I don’t want to go inside. I’m afraid.
My legs keep moving without conscious instruction. The door creaks as I step inside. Blue floor lighting dimly glows on the rosewood under my feet. The open lounge is otherwise dark, illuminated only by the moon and the lights of the city beyond the windows.
He’s here.
The top of his head sits two inches above the back of the black leather chair as he faces the silent streets of London.
The white rose falls from my hand and bounces on the ground as if time in the world has been slowed, almost to stillness.
‘You came alone.’ Kevin Pearson’s voice is low and husky. ‘You love him that much. You’d give your life for his.’
‘What do you want?’
He revolves in the chair until he’s facing me, his black suit jacket open, his white shirt unbuttoned by three. As the moon’s light catches his face, I see it’s not Kevin Pearson at all. It’s his body, his eyes. But the face is Stuart Culliton.
‘You can’t save him, Scarlett.’
He raises a hand, pointing a Glock straight ahead. Only it’s not aimed at me. Gregory is beside me, holding me to one side with an outstretched arm, ready to take the bullet.
The safety clicks off.
‘No. No. Nooooo…’
Pushing away his arm, I dive across Gregory’s body as the force of the metal leaving the barrel of the Glock thuds and echoes in the open space.
A searing pain burns through my abdomen before I crash against the cold wood floor.
‘Gregory!’
‘Shh, baby, I’m here. I’m here.’ He sits up in bed and takes control of my shaking shoulders. ‘Jesus, you’re crying. Come here.’

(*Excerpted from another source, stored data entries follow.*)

//! Minstrel rate adaptation
//!
//! Tracks a success probability per rate and always picks the rate with the
//! best expected throughput, while a fixed share of transmissions is
//! diverted to a sample table so that every rate keeps getting sampled.

use log::{debug, trace};
use rand_core::RngCore;

use super::RateAdapter;

/// Rows in the sample table
pub const SAMPLE_ROWS: usize = 10;

/// Counters are reset / decayed past this value
pub const COUNTER_LIMIT: u32 = 60_000;

/// Probabilities (percent) below this score zero throughput
pub const MIN_PROBABILITY: u32 = 10;

/// Per-rate statistics
#[derive(Debug, Clone, Copy, PartialEq, Default)]
pub struct RateStats {
    pub hist_success: u32,
    pub hist_attempts: u32,
    /// Blended probability (percent) from the last folded window
    pub hist_prob: u32,
    pub cur_success: u32,
    pub cur_attempts: u32,
    /// Effective success probability in percent
    pub prob: u32,
    /// Expected throughput score, probability x nominal rate
    pub throughput: u32,
}

/// Minstrel controller
#[derive(Debug, Clone, PartialEq)]
pub struct Minstrel {
    mbps: Vec<u32>,
    retry_ceiling: u32,
    sample_ratio: u32,

    stats: Vec<RateStats>,
    sample_table: Vec<Vec<usize>>,

    total: u32,
    sampled: u32,
    sample_row: usize,
    sample_col: usize,
}

impl Minstrel {
    /// Create a controller for the provided nominal rates (Mbit/s)
    pub fn new<R: RngCore>(mbps: &[u32], retry_ceiling: u32, sample_ratio: u32, rng: &mut R) -> Self {
        let sample_table = sample_table(mbps.len(), SAMPLE_ROWS, rng);

        trace!("Minstrel sample table: {:?}", sample_table);

        Self {
            mbps: mbps.to_vec(),
            retry_ceiling,
            sample_ratio: sample_ratio.min(100),
            stats: vec![RateStats::default(); mbps.len()],
            sample_table,
            total: 0,
            sampled: 0,
            sample_row: 0,
            sample_col: 0,
        }
    }

    pub fn stats(&self) -> &[RateStats] {
        &self.stats
    }

    pub fn sample_table(&self) -> &[Vec<usize>] {
        &self.sample_table
    }

    /// Index of the first rate with the highest throughput score
    pub fn select_best_rate(&self) -> usize {
        select_best_rate(&self.stats)
    }

    /// Next entry of the sample table, walking columns then rows
    fn next_sample(&mut self) -> usize {
        let rate = self.sample_table[self.sample_row][self.sample_col];

        self.sample_col += 1;
        if self.sample_col == self.mbps.len() {
            self.sample_col = 0;
            self.sample_row = (self.sample_row + 1) % self.sample_table.len();
        }

        rate
    }

    fn record(&mut self, rate: usize, success: bool) {
        let retry_ceiling = self.retry_ceiling;
        let mbps = self.mbps[rate];
        let s = &mut self.stats[rate];

        s.cur_attempts += 1;
        if success {
            s.cur_success += 1;
        }

        s.prob = 100 * s.cur_success / s.cur_attempts;

        if s.cur_attempts >= retry_ceiling {
            // Blend 75 % history with 25 % of the window just completed
            s.hist_prob = match s.hist_attempts {
                0 => s.prob,
                a => ((75 * s.hist_success / a) as f64 + 0.25 * s.prob as f64) as u32,
            };

            if s.hist_success > COUNTER_LIMIT || s.hist_attempts > COUNTER_LIMIT {
                s.hist_success /= 2;
                s.hist_attempts /= 2;
            }

            s.hist_success += s.cur_success;
            s.hist_attempts += s.cur_attempts;
            s.cur_success = 0;
            s.cur_attempts = 0;
            s.prob = s.hist_prob;
        }

        s.throughput = throughput(s.prob, mbps);
    }
}

impl RateAdapter for Minstrel {
    fn update(&mut self, rate: usize, success: bool) -> usize {
        let mut rate = rate.min(self.mbps.len() - 1);

        self.total += 1;
        if self.total > COUNTER_LIMIT {
            self.total = 0;
            self.sampled = 0;
        }

        let delta = (self.total * self.sample_ratio / 100) as i64 - self.sampled as i64;
        if delta > 0 {
            rate = self.next_sample();
            self.sampled += 1;
            trace!("Minstrel: sampling rate {}", rate);
        }

        self.record(rate, success);

        let best = self.select_best_rate();
        debug!("Minstrel: rate {} {} -> best {}", rate, if success { "ok" } else { "failed" }, best);
        best
    }

    fn name(&self) -> &'static str {
        "minstrel"
    }
}

/// Throughput score for a probability (percent) at a nominal rate
pub fn throughput(prob: u32, mbps: u32) -> u32 {
    if prob < MIN_PROBABILITY {
        0
    } else {
        prob * mbps
    }
}

/// Index of the first maximum throughput, 0 when nothing scores
pub fn select_best_rate(stats: &[RateStats]) -> usize {
    let mut best = 0;
    let mut best_tp = 0;
    for (i, s) in stats.iter().enumerate() {
        if s.throughput > best_tp {
            best = i;
            best_tp = s.throughput;
        }
    }
    best
}

/// Build a sample table where every row is a permutation of `0..n`.
///
/// Each rate is dropped at a random offset from its own index and moved
/// along to the next free column on collision.
pub fn sample_table<R: RngCore>(n: usize, rows: usize, rng: &mut R) -> Vec<Vec<usize>> {
    let mut table = vec![vec![usize::MAX; n]; rows];
    if n == 0 {
        return table;
    }

    for row in table.iter_mut() {
        for i in 0..n {
            let offset = rng.next_u32() as usize % n;
            let mut idx = (i + offset) % n;
            while row[idx] != usize::MAX {
                idx = (idx + 1) % n;
            }
            row[idx] = i;
        }
    }

    table
}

I know the nightmare is over. He’s here. He’s alive. But I still check my body for a wound before I relax into his chest and sob, letting him take me back to the mattress in his embrace.
He holds me, kissing my forehead, stroking my hair and the skin of my back until my breathing calms, then he slips back into sleep. I fight it. Afraid. I can’t give myself over. I won’t let it come back. I can’t see that again.
I don’t want to be here, in this apartment, any more.
As the black sky shifts to charcoal behind the bedroom blind, I slip out of Gregory’s hold and downstairs to the gym.